Review: 'Bugonia' brings Emma Stone and director Yorgos Lanthimos together for more surreal magic, but Jesse Plemons' manic performance is the driving force

October 30, 2025 by Sean P. Means

In the long history of actor/director collaborations, the pairing of director Yorgos Lanthimos and actor Emma Stone is quickly becoming one of the most fascinating and producing the most astonishing results — which is evident in their new film, the surreal and satirical “Bugonia.”

Stone plays Michelle Fuller, a hard-charging CEO at a multi-national tech and retail corporation called Auxolith, which looks like the result if Meta and Amazon had a baby. She tries very hard to appear like a caring boss, in the double-speak way she urges employees to leave by 5:30 — but only if they have all their work done.

According to Teddy Ganz (Jason Plemons), who lives a solitary life keeping bees and training his cousin Don (Aidan Delbis, in a remarkable debut) for an ill-defined apocalypse, Michelle is also an alien. Teddy has developed a deeply complex conspiracy that Michelle is from the galaxy of Andromeda, sent to Earth to destroy humanity — the details get a little complicated. 
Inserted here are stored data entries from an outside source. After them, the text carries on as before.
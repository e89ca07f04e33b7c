#![doc = include_str!("../README.md")]
#![doc(issue_tracker_base_url = "https://github.com/factordynamics/sintra-rs/issues/")]
#![cfg_attr(docsrs, feature(doc_cfg, doc_auto_cfg))]
#![cfg_attr(not(test), warn(unused_crate_dependencies))]

mod covariance;
pub use covariance::{
    CovarianceConfig, CovarianceKind, HacKernel, kernel_covariance, kernel_weights,
    moment_covariance, newey_west_bandwidth, robust_covariance,
};

mod linalg;
pub use linalg::{inv, kron, outer, pinv};

mod ordering;
pub use ordering::{intercept_slots, select_square, transpose_order, two_pass_order};

mod error;
pub use error::MathError;
//! Estimation results shared by the factor-model estimators.

use ndarray::{Array1, Array2};
use polars::prelude::*;
use sintra_math::CovarianceKind;
use sintra_primitives::WaldTestStatistic;

use crate::ModelError;

/// Full inference output of a linear factor-model fit.
///
/// Every estimator produces the same container: parameter estimates with
/// their covariance, risk premia, per-portfolio pricing errors, and the
/// joint chi-square test that all pricing errors are zero.
#[derive(Debug, Clone)]
pub struct FactorModelResults {
    /// Display name of the estimator that produced these results.
    pub name: String,
    /// Parameter estimates, one row per portfolio: the pricing error
    /// followed by the factor loadings.
    pub params: Array2<f64>,
    /// Covariance of the flattened parameter vector; rows and columns
    /// follow `param_names`.
    pub cov: Array2<f64>,
    /// Names labelling the rows and columns of `cov`.
    pub param_names: Vec<String>,
    /// Factor loadings, one row per portfolio.
    pub betas: Array2<f64>,
    /// Estimated risk premia.
    pub risk_premia: Array1<f64>,
    /// Covariance of the estimated risk premia.
    pub risk_premia_cov: Array2<f64>,
    /// Names labelling `risk_premia`.
    pub rp_names: Vec<String>,
    /// Per-portfolio pricing errors.
    pub alphas: Array1<f64>,
    /// Covariance of the pricing errors.
    pub alpha_cov: Array2<f64>,
    /// Joint test that every pricing error is zero.
    pub jstat: WaldTestStatistic,
    /// Pooled coefficient of determination of the time-series pass.
    pub rsquared: f64,
    /// Pooled total sum of squares.
    pub total_ss: f64,
    /// Pooled residual sum of squares.
    pub residual_ss: f64,
    /// Portfolio column names.
    pub portfolio_names: Vec<String>,
    /// Factor column names.
    pub factor_names: Vec<String>,
    /// Covariance estimator family used for inference.
    pub cov_kind: CovarianceKind,
    /// Number of observation periods.
    pub nobs: usize,
}

impl FactorModelResults {
    /// Standard errors of the flattened parameter vector.
    #[must_use]
    pub fn param_se(&self) -> Array1<f64> {
        self.cov.diag().mapv(f64::sqrt)
    }

    /// Standard errors of the risk premia.
    #[must_use]
    pub fn risk_premia_se(&self) -> Array1<f64> {
        self.risk_premia_cov.diag().mapv(f64::sqrt)
    }

    /// T-statistics of the per-portfolio pricing errors.
    #[must_use]
    pub fn alpha_tstats(&self) -> Array1<f64> {
        let se = self.alpha_cov.diag().mapv(f64::sqrt);
        &self.alphas / &se
    }

    /// Per-portfolio parameter table with one row per portfolio and one
    /// column per loading.
    ///
    /// # Errors
    /// Returns [`ModelError::Polars`] if the frame cannot be assembled.
    pub fn params_frame(&self) -> Result<DataFrame, ModelError> {
        let mut columns =
            vec![Column::new("portfolio".into(), self.portfolio_names.clone())];
        columns.push(Column::new("alpha".into(), self.alphas.to_vec()));
        for (j, factor) in self.factor_names.iter().enumerate() {
            columns.push(Column::new(
                format!("beta-{factor}").into(),
                self.betas.column(j).to_vec(),
            ));
        }
        Ok(DataFrame::new(columns)?)
    }

    /// Risk premia table with point estimates and standard errors.
    ///
    /// # Errors
    /// Returns [`ModelError::Polars`] if the frame cannot be assembled.
    pub fn risk_premia_frame(&self) -> Result<DataFrame, ModelError> {
        Ok(DataFrame::new(vec![
            Column::new("factor".into(), self.rp_names.clone()),
            Column::new("premium".into(), self.risk_premia.to_vec()),
            Column::new("std_error".into(), self.risk_premia_se().to_vec()),
        ])?)
    }

    /// Print a concise summary of the fit.
    pub fn print_summary(&self) {
        println!(
            "\n================================================================================"
        );
        println!("FACTOR MODEL ESTIMATION: {}", self.name);
        println!(
            "================================================================================"
        );
        println!(
            "Portfolios: {}   Factors: {}   Observations: {}",
            self.portfolio_names.len(),
            self.factor_names.len(),
            self.nobs
        );
        println!("Covariance: {}", self.cov_kind);
        println!("R-squared: {:.4}", self.rsquared);
        println!(
            "--------------------------------------------------------------------------------"
        );

        println!("\nRISK PREMIA:");
        println!("{:<20} {:>12} {:>12} {:>12}", "Factor", "Premium", "Std Error", "T-stat");
        println!("{:-<20} {:-^12} {:-^12} {:-^12}", "", "", "", "");
        let premia_se = self.risk_premia_se();
        for (i, name) in self.rp_names.iter().enumerate() {
            println!(
                "{:<20} {:>12.4} {:>12.4} {:>12.3}",
                name,
                self.risk_premia[i],
                premia_se[i],
                self.risk_premia[i] / premia_se[i]
            );
        }

        println!("\nPRICING ERRORS:");
        println!("{:<20} {:>12} {:>12}", "Portfolio", "Alpha", "T-stat");
        println!("{:-<20} {:-^12} {:-^12}", "", "", "");
        let tstats = self.alpha_tstats();
        for (i, name) in self.portfolio_names.iter().enumerate() {
            println!("{:<20} {:>12.4} {:>12.3}", name, self.alphas[i], tstats[i]);
        }

        println!(
            "\n--------------------------------------------------------------------------------"
        );
        println!("SUMMARY:");
        println!("  {}", self.jstat);
        println!("  Null: {}", self.jstat.null);
        println!(
            "================================================================================\n"
        );
    }
}

#[cfg(test)]
mod tests {
    use approx::assert_relative_eq;
    use ndarray::array;

    use super::*;

    fn sample_results() -> FactorModelResults {
        FactorModelResults {
            name: "TradedFactorModel".to_string(),
            params: array![[0.001, 1.2], [-0.002, 0.8]],
            cov: Array2::eye(5) * 0.04,
            param_names: vec![
                "alpha-p0".to_string(),
                "beta-p0-mkt".to_string(),
                "alpha-p1".to_string(),
                "beta-p1-mkt".to_string(),
                "lambda-mkt".to_string(),
            ],
            betas: array![[1.2], [0.8]],
            risk_premia: array![0.005],
            risk_premia_cov: array![[0.000004]],
            rp_names: vec!["mkt".to_string()],
            alphas: array![0.001, -0.002],
            alpha_cov: array![[0.0001, 0.0], [0.0, 0.0004]],
            jstat: WaldTestStatistic::new(3.2, "All alphas are 0", 2, "J-statistic"),
            rsquared: 0.91,
            total_ss: 10.0,
            residual_ss: 0.9,
            portfolio_names: vec!["p0".to_string(), "p1".to_string()],
            factor_names: vec!["mkt".to_string()],
            cov_kind: CovarianceKind::Robust,
            nobs: 500,
        }
    }

    #[test]
    fn standard_errors_are_sqrt_diagonals() {
        let results = sample_results();

        assert_relative_eq!(results.risk_premia_se()[0], 0.002, epsilon = 1e-12);
        for se in &results.param_se() {
            assert_relative_eq!(*se, 0.2, epsilon = 1e-12);
        }
    }

    #[test]
    fn alpha_tstats_scale_by_standard_error() {
        let results = sample_results();
        let tstats = results.alpha_tstats();

        assert_relative_eq!(tstats[0], 0.1, epsilon = 1e-12);
        assert_relative_eq!(tstats[1], -0.1, epsilon = 1e-12);
    }

    #[test]
    fn params_frame_layout() {
        let frame = sample_results().params_frame().unwrap();

        assert_eq!(frame.shape(), (2, 3));
        let names: Vec<String> =
            frame.get_column_names().iter().map(|s| s.to_string()).collect();
        assert_eq!(names, vec!["portfolio", "alpha", "beta-mkt"]);
    }

    #[test]
    fn risk_premia_frame_layout() {
        let frame = sample_results().risk_premia_frame().unwrap();

        assert_eq!(frame.shape(), (1, 3));
        let premium = frame.column("premium").unwrap().f64().unwrap();
        assert_relative_eq!(premium.get(0).unwrap(), 0.005, epsilon = 1e-12);
    }
}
What’s more simple is the plot Teddy has devised, where he and Don kidnap Michelle, shave her head — to make it harder for her to transmit to her mothership — and hold her in Teddy’s basement until she confesses that she’s an alien and convinces the Andromedan emperor that their kind should leave Earth at once.

Michelle, trained in self-defense, now must test one of her CEO skills — thinking on her feet — to figure out how to get herself out of the custody of this apparent madman. Part of her escape plan involves learning about Teddy’s ailing mother (Alicia Silverstone), and her connection to Michelle’s company.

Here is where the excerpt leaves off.